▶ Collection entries

#####

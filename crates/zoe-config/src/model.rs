// SPDX-FileCopyrightText: 2026 Zoe Contributors
// SPDX-License-Identifier: MIT OR Apache-2.0

//! Configuration model structs.
//!
//! Every section rejects unknown keys so typos surface at startup.

use std::time::Duration;

use serde::{Deserialize, Serialize};

/// Top-level Zoe configuration. All sections are optional.
#[derive(Debug, Clone, Default, Deserialize, Serialize)]
#[serde(deny_unknown_fields)]
pub struct ZoeConfig {
    /// Assistant identity and logging.
    #[serde(default)]
    pub agent: AgentConfig,

    /// SQLite database settings.
    #[serde(default)]
    pub storage: StorageConfig,

    /// Timer background service settings.
    #[serde(default)]
    pub timers: TimerConfig,

    /// Optional module discovery settings.
    #[serde(default)]
    pub modules: ModulesConfig,

    /// Intent metrics reporting settings.
    #[serde(default)]
    pub metrics: MetricsConfig,
}

#[derive(Debug, Clone, Deserialize, Serialize)]
#[serde(deny_unknown_fields)]
pub struct AgentConfig {
    #[serde(default = "default_agent_name")]
    pub name: String,

    /// Logging level (trace, debug, info, warn, error).
    #[serde(default = "default_log_level")]
    pub log_level: String,
}

impl Default for AgentConfig {
    fn default() -> Self {
        Self {
            name: default_agent_name(),
            log_level: default_log_level(),
        }
    }
}

fn default_agent_name() -> String {
    "zoe".to_string()
}

fn default_log_level() -> String {
    "info".to_string()
}

#[derive(Debug, Clone, Deserialize, Serialize)]
#[serde(deny_unknown_fields)]
pub struct StorageConfig {
    /// Path to the SQLite database file.
    #[serde(default = "default_database_path")]
    pub database_path: String,

    /// Enable WAL journaling.
    #[serde(default = "default_wal_mode")]
    pub wal_mode: bool,
}

impl Default for StorageConfig {
    fn default() -> Self {
        Self {
            database_path: default_database_path(),
            wal_mode: default_wal_mode(),
        }
    }
}

fn default_database_path() -> String {
    dirs::data_dir()
        .map(|p| p.join("zoe").join("zoe.db"))
        .unwrap_or_else(|| std::path::PathBuf::from("zoe.db"))
        .to_string_lossy()
        .into_owned()
}

fn default_wal_mode() -> bool {
    true
}

/// Timer background service configuration.
#[derive(Debug, Clone, Deserialize, Serialize)]
#[serde(deny_unknown_fields)]
pub struct TimerConfig {
    /// Sleep between expiry scans, in milliseconds.
    #[serde(default = "default_check_interval_ms")]
    pub check_interval_ms: u64,

    /// Lifetime of a queued offline notification, in seconds.
    #[serde(default = "default_offline_ttl_secs")]
    pub offline_ttl_secs: u64,

    /// Register the built-in callback that logs every expiry.
    #[serde(default = "default_log_callback")]
    pub log_callback: bool,
}

impl TimerConfig {
    pub fn check_interval(&self) -> Duration {
        Duration::from_millis(self.check_interval_ms)
    }

    pub fn offline_ttl(&self) -> Duration {
        Duration::from_secs(self.offline_ttl_secs)
    }
}

impl Default for TimerConfig {
    fn default() -> Self {
        Self {
            check_interval_ms: default_check_interval_ms(),
            offline_ttl_secs: default_offline_ttl_secs(),
            log_callback: default_log_callback(),
        }
    }
}

fn default_check_interval_ms() -> u64 {
    1000
}

fn default_offline_ttl_secs() -> u64 {
    3600
}

fn default_log_callback() -> bool {
    true
}

/// Where optional modules are enabled and looked up.
#[derive(Debug, Clone, Deserialize, Serialize)]
#[serde(deny_unknown_fields)]
pub struct ModulesConfig {
    /// Candidate locations of the module enablement file, probed in order.
    /// First match wins.
    #[serde(default = "default_module_config_paths")]
    pub config_paths: Vec<String>,

    /// Candidate base directories holding `<name>/intents/`, probed in order.
    #[serde(default = "default_module_search_roots")]
    pub search_roots: Vec<String>,
}

impl Default for ModulesConfig {
    fn default() -> Self {
        Self {
            config_paths: default_module_config_paths(),
            search_roots: default_module_search_roots(),
        }
    }
}

// Container layout first, then local checkouts run from the service, crate
// or workspace directory.
fn default_module_config_paths() -> Vec<String> {
    ["/app/config", "config", "../config", "../../config"]
        .into_iter()
        .flat_map(|dir| {
            ["modules.yaml", "modules.yml", "modules.toml"].map(|file| format!("{dir}/{file}"))
        })
        .collect()
}

fn default_module_search_roots() -> Vec<String> {
    vec![
        "/app/modules".to_string(),
        "modules".to_string(),
        "../modules".to_string(),
        "../../modules".to_string(),
    ]
}

/// Intent metrics reporting configuration.
#[derive(Debug, Clone, Deserialize, Serialize)]
#[serde(deny_unknown_fields)]
pub struct MetricsConfig {
    /// Trailing window used by reports when none is given, in hours.
    #[serde(default = "default_window_hours")]
    pub default_window_hours: u32,

    /// Number of intents listed in the performance summary.
    #[serde(default = "default_top_intents_limit")]
    pub top_intents_limit: u32,
}

impl Default for MetricsConfig {
    fn default() -> Self {
        Self {
            default_window_hours: default_window_hours(),
            top_intents_limit: default_top_intents_limit(),
        }
    }
}

fn default_window_hours() -> u32 {
    24
}

fn default_top_intents_limit() -> u32 {
    10
}

#[cfg(test)]
mod tests {
    use super::*;

    #[test]
    fn timer_durations_follow_fields() {
        let timers = TimerConfig {
            check_interval_ms: 250,
            offline_ttl_secs: 60,
            log_callback: false,
        };
        assert_eq!(timers.check_interval(), Duration::from_millis(250));
        assert_eq!(timers.offline_ttl(), Duration::from_secs(60));
    }

    #[test]
    fn module_paths_prefer_container_layout() {
        let modules = ModulesConfig::default();
        assert_eq!(modules.config_paths[0], "/app/config/modules.yaml");
        assert_eq!(modules.config_paths[2], "/app/config/modules.toml");
        assert_eq!(modules.config_paths.len(), 12);
        assert_eq!(modules.search_roots[0], "/app/modules");
        assert_eq!(modules.search_roots.len(), 4);
    }
}
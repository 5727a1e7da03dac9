// SPDX-FileCopyrightText: 2026 Zoe Contributors
// SPDX-License-Identifier: MIT OR Apache-2.0

//! Durable queue of notifications waiting for a device to reconnect.

use std::time::Duration;

use chrono::{DateTime, Utc};
use rusqlite::{Row, params};

use zoe_core::types::format_timestamp;
use zoe_core::{TimerNotification, ZoeError};

use crate::database::{Database, map_tr_err};
use crate::models::OfflineNotification;
use crate::queries::timers::timestamp_column;

fn offline_from_row(row: &Row<'_>) -> rusqlite::Result<OfflineNotification> {
    let payload: String = row.get(2)?;
    let notification = serde_json::from_str(&payload).map_err(|e| {
        rusqlite::Error::FromSqlConversionFailure(2, rusqlite::types::Type::Text, Box::new(e))
    })?;
    Ok(OfflineNotification {
        id: row.get(0)?,
        device_id: row.get(1)?,
        notification,
        created_at: timestamp_column(row, 3)?,
        expires_at: timestamp_column(row, 4)?,
        delivered: row.get(5)?,
    })
}

/// Queue a notification for `device_id`, expiring `ttl` after `now`.
pub async fn enqueue(
    db: &Database,
    device_id: &str,
    notification: &TimerNotification,
    now: DateTime<Utc>,
    ttl: Duration,
) -> Result<i64, ZoeError> {
    let payload = serde_json::to_string(notification).map_err(ZoeError::storage)?;
    let ttl = chrono::Duration::from_std(ttl)
        .map_err(|e| ZoeError::Internal(format!("offline TTL out of range: {e}")))?;
    let device_id = device_id.to_string();
    let created_at = format_timestamp(now);
    let expires_at = format_timestamp(now + ttl);

    db.connection()
        .call(move |conn| {
            conn.execute(
                "INSERT INTO offline_notifications (device_id, payload, created_at, expires_at)
                 VALUES (?1, ?2, ?3, ?4)",
                params![device_id, payload, created_at, expires_at],
            )?;
            Ok(conn.last_insert_rowid())
        })
        .await
        .map_err(map_tr_err)
}

/// Undelivered, unexpired notifications for a device, oldest first.
pub async fn pending_for_device(
    db: &Database,
    device_id: &str,
    now: DateTime<Utc>,
) -> Result<Vec<OfflineNotification>, ZoeError> {
    let device_id = device_id.to_string();
    let now = format_timestamp(now);
    db.connection()
        .call(move |conn| {
            let mut stmt = conn.prepare(
                "SELECT id, device_id, payload, created_at, expires_at, delivered
                 FROM offline_notifications
                 WHERE device_id = ?1 AND delivered = 0 AND expires_at > ?2
                 ORDER BY id ASC",
            )?;
            let rows = stmt.query_map(params![device_id, now], offline_from_row)?;
            rows.collect::<Result<Vec<_>, _>>()
        })
        .await
        .map_err(map_tr_err)
}

pub async fn mark_delivered(db: &Database, id: i64) -> Result<(), ZoeError> {
    db.connection()
        .call(move |conn| {
            conn.execute(
                "UPDATE offline_notifications SET delivered = 1 WHERE id = ?1",
                params![id],
            )?;
            Ok(())
        })
        .await
        .map_err(map_tr_err)
}

#[cfg(test)]
mod tests {
    use super::*;
    use chrono::TimeZone;
    use zoe_core::Priority;

    fn note(label: &str) -> TimerNotification {
        TimerNotification {
            kind: "timer_complete".to_string(),
            timer_id: format!("timer-{label}"),
            label: label.to_string(),
            message: format!("Timer '{label}' is done!"),
            priority: Priority::High,
        }
    }

    #[tokio::test]
    async fn pending_excludes_expired_and_delivered() {
        let db = Database::open_in_memory().await.unwrap();
        let now = Utc.with_ymd_and_hms(2026, 5, 1, 8, 0, 0).unwrap();
        let hour = Duration::from_secs(3600);

        let kept = enqueue(&db, "phone", &note("tea"), now, hour).await.unwrap();
        let delivered = enqueue(&db, "phone", &note("eggs"), now, hour).await.unwrap();
        enqueue(&db, "phone", &note("stale"), now - chrono::Duration::hours(2), hour)
            .await
            .unwrap();
        enqueue(&db, "tablet", &note("other"), now, hour).await.unwrap();
        mark_delivered(&db, delivered).await.unwrap();

        let pending = pending_for_device(&db, "phone", now).await.unwrap();
        assert_eq!(pending.len(), 1);
        assert_eq!(pending[0].id, kept);
        assert_eq!(pending[0].notification, note("tea"));
        assert_eq!(pending[0].expires_at - pending[0].created_at, chrono::Duration::hours(1));
    }
}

#####

▶ Task
Please copy only the lines between the first line of the entries and the line with "sections are optional.", keeping those two end lines as well, exactly as written.

▶ Response below
filename crates/zoe-config/src/model.rs
// SPDX-FileCopyrightText: 2026 Zoe Contributors
// SPDX-License-Identifier: MIT OR Apache-2.0

//! Configuration model structs.
//!
//! Every section rejects unknown keys so typos surface at startup.

use std::time::Duration;

use serde::{Deserialize, Serialize};

/// Top-level Zoe configuration. All sections are optional.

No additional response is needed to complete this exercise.